Dear spambots, I don't read Russian, cut it the fuck out.
More cheerfully: I have had a brief stint of rereading the more recent Vimes-centric Discworld books, from Jingo onwards (is there anyone for whom Night Watch ISN'T the best Discworld novel of all?*) and trying for the first time ever to think a bit critically about why I keep returning to these ones in particular again and again.

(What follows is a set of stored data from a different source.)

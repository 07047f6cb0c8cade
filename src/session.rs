//! Sessions: two sockets joined by a pair of pumps, and the registry that
//! tracks them per forwarder.

use std::{
    collections::HashMap,
    future::Future,
    net::{Shutdown, TcpStream},
    sync::{
        atomic::{AtomicBool, AtomicU64, Ordering},
        Arc, Mutex, MutexGuard, PoisonError, Weak,
    },
    time::Duration,
};

use smol::{
    future,
    lock::{Semaphore, SemaphoreGuardArc},
    Async, Task, Timer,
};

use crate::pump::{pump, PumpEnd, PumpOutcome, Route};

/// Closes both sockets of a session, once.
///
/// Both pumps and the session itself may race to close; only the first
/// call touches the sockets.
#[derive(Debug)]
pub struct CloseGuard {
    closed: AtomicBool,
    a: Arc<Async<TcpStream>>,
    b: Arc<Async<TcpStream>>,
}

impl CloseGuard {
    pub fn new(a: Arc<Async<TcpStream>>, b: Arc<Async<TcpStream>>) -> Self {
        Self {
            closed: AtomicBool::new(false),
            a,
            b,
        }
    }

    /// Shuts down both sockets. Returns `false` if they were already closed.
    pub fn close(&self) -> bool {
        if self.closed.swap(true, Ordering::AcqRel) {
            return false;
        }
        // The peer may have torn the connection down already.
        let _ = self.a.get_ref().shutdown(Shutdown::Both);
        let _ = self.b.get_ref().shutdown(Shutdown::Both);
        true
    }

    pub fn is_closed(&self) -> bool {
        self.closed.load(Ordering::Acquire)
    }
}

/// Byte counts for a finished session.
#[derive(Clone, Copy, Debug)]
pub struct SessionSummary {
    /// A to B.
    pub forward: PumpOutcome,
    /// B to A.
    pub reverse: PumpOutcome,
}

/// Two connected sockets relayed into each other.
///
/// Socket `a` is the side that initiated the session (the accepted client,
/// or the local service for a slave); `b` is the other end.
pub struct Session {
    id: u64,
    a: Arc<Async<TcpStream>>,
    b: Arc<Async<TcpStream>>,
    route: Route,
    buffer_size: usize,
}

impl Session {
    pub fn new(id: u64, a: Async<TcpStream>, b: Async<TcpStream>, buffer_size: usize) -> Self {
        let route = Route::new(id, peer_label(&a), peer_label(&b));
        Self {
            id,
            a: Arc::new(a),
            b: Arc::new(b),
            route,
            buffer_size,
        }
    }

    /// Relays both directions until they have both ended.
    ///
    /// Each direction runs as its own task. A clean end of stream only
    /// half-closes the destination, so the opposite direction keeps
    /// flowing; a failure closes both sockets, which also stops the other
    /// pump. Both sockets are closed when this returns.
    pub async fn run(self) -> SessionSummary {
        let Session {
            id,
            a,
            b,
            route,
            buffer_size,
        } = self;
        tracing::info!(session = id, %route, "session started");

        let guard = Arc::new(CloseGuard::new(a.clone(), b.clone()));
        let forward = smol::spawn(direction(
            a.clone(),
            b.clone(),
            route.clone(),
            guard.clone(),
            buffer_size,
        ));
        let reverse = smol::spawn(direction(
            b,
            a,
            route.reversed(),
            guard.clone(),
            buffer_size,
        ));

        let (forward, reverse) = future::zip(forward, reverse).await;
        guard.close();
        tracing::info!(
            session = id,
            %route,
            sent = forward.bytes,
            received = reverse.bytes,
            "session closed"
        );

        SessionSummary { forward, reverse }
    }
}

async fn direction(
    src: Arc<Async<TcpStream>>,
    dst: Arc<Async<TcpStream>>,
    route: Route,
    guard: Arc<CloseGuard>,
    buffer_size: usize,
) -> PumpOutcome {
    let outcome = pump(&*src, &*dst, &route, buffer_size).await;
    match outcome.end {
        PumpEnd::Eof if !guard.is_closed() => {
            if let Err(e) = dst.get_ref().shutdown(Shutdown::Write) {
                tracing::debug!(session = route.session, %route, "half-close failed: {}", e);
                guard.close();
            }
        }
        _ => {
            guard.close();
        }
    }
    outcome
}

fn peer_label(stream: &Async<TcpStream>) -> String {
    stream
        .get_ref()
        .peer_addr()
        .map(|addr| addr.to_string())
        .unwrap_or_else(|_| "<unconnected>".into())
}

/// A reserved place in the registry: an id and, when sessions are capped,
/// the permit that counts against the cap.
pub struct Slot {
    pub id: u64,
    _permit: Option<SemaphoreGuardArc>,
}

/// Tracks every session task a forwarder owns.
///
/// Tasks remove themselves when they finish. On shutdown the registry
/// gives the remainder a grace period and then cancels them, which drops
/// (and so closes) their sockets.
pub struct SessionRegistry {
    next_id: AtomicU64,
    tasks: Mutex<HashMap<u64, Task<()>>>,
    limit: Option<Arc<Semaphore>>,
}

impl SessionRegistry {
    pub fn new(max_sessions: Option<usize>) -> Arc<Self> {
        Arc::new(Self {
            next_id: AtomicU64::new(1),
            tasks: Mutex::new(HashMap::new()),
            limit: max_sessions.map(|n| Arc::new(Semaphore::new(n))),
        })
    }

    /// Waits for room under the session cap and assigns the next id.
    pub async fn reserve(&self) -> Slot {
        let permit = match &self.limit {
            Some(limit) => Some(limit.acquire_arc().await),
            None => None,
        };
        Slot {
            id: self.next_id.fetch_add(1, Ordering::Relaxed),
            _permit: permit,
        }
    }

    /// Spawns `fut` as the task for `slot`. The slot is released when the
    /// task finishes or is cancelled.
    pub fn spawn<F>(self: &Arc<Self>, slot: Slot, fut: F)
    where
        F: Future<Output = ()> + Send + 'static,
    {
        let id = slot.id;
        let registry: Weak<Self> = Arc::downgrade(self);

        // Hold the lock across spawn so the task cannot deregister before
        // it has been registered.
        let mut tasks = self.lock();
        let task = smol::spawn(async move {
            fut.await;
            drop(slot);
            if let Some(registry) = registry.upgrade() {
                if let Some(task) = registry.lock().remove(&id) {
                    task.detach();
                }
            }
        });
        tasks.insert(id, task);
    }

    /// Number of sessions still running.
    pub fn active(&self) -> usize {
        self.lock().len()
    }

    /// Gives running sessions up to `grace` to finish, then cancels the
    /// rest.
    pub async fn drain(&self, grace: Duration) {
        let mut pending: Vec<(u64, Task<()>)> = self.lock().drain().collect();
        if pending.is_empty() {
            return;
        }
        tracing::info!(sessions = pending.len(), "waiting for sessions to finish");

        let finished = future::or(
            async {
                while let Some((_, task)) = pending.last_mut() {
                    task.await;
                    pending.pop();
                }
                true
            },
            async {
                Timer::after(grace).await;
                false
            },
        )
        .await;

        if !finished {
            tracing::warn!(sessions = pending.len(), "cancelling sessions");
            for (_, task) in pending.drain(..) {
                task.cancel().await;
            }
        }
    }

    fn lock(&self) -> MutexGuard<'_, HashMap<u64, Task<()>>> {
        self.tasks.lock().unwrap_or_else(PoisonError::into_inner)
    }
}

Reading Samuel Vimes fume and sarcasme (I choose to believe that this is the verb form) and stomp his way through the world is a bit like listening to David Mitchell rant earnestly, or reading Ben Goldacre's latest posts. Someone is angry about the right things. It's a kind of anger that I suppose, from my examples, that I think of as being largely British; it's full of swear words, it's got a certain amount of erudition behind it (although in the case of Vimes, it has Pratchett's erudition behind it) and there's a sense of steely open-mindedness and no-bullshittery that makes you sit up and want to be picked to play on that side.
I certainly don't believe that all fiction should be moral fiction, sorry John Gardner, but I do think that one of the main reasons why the Discworld books in general are so satisfying, whether your chosen voice of reason is Sam Vimes or Granny Weatherwax or Susan Sto Helit or Tiffany Aching, is because even though bad things do happen to good people, there is always some kind of steadfast and bloodyminded morality driving the plot. Truth wins. Tolerance wins. The greater social good wins. Shades of grey are all over the place, but never to the extent that your moral compass becomes helplessly confused.
Sam Vimes is angry at stupidity and small-mindedness, and WE ARE TOO.
*Although, it must be said, Jingo features the unbeatable wonder that is Vetinari in a submarine.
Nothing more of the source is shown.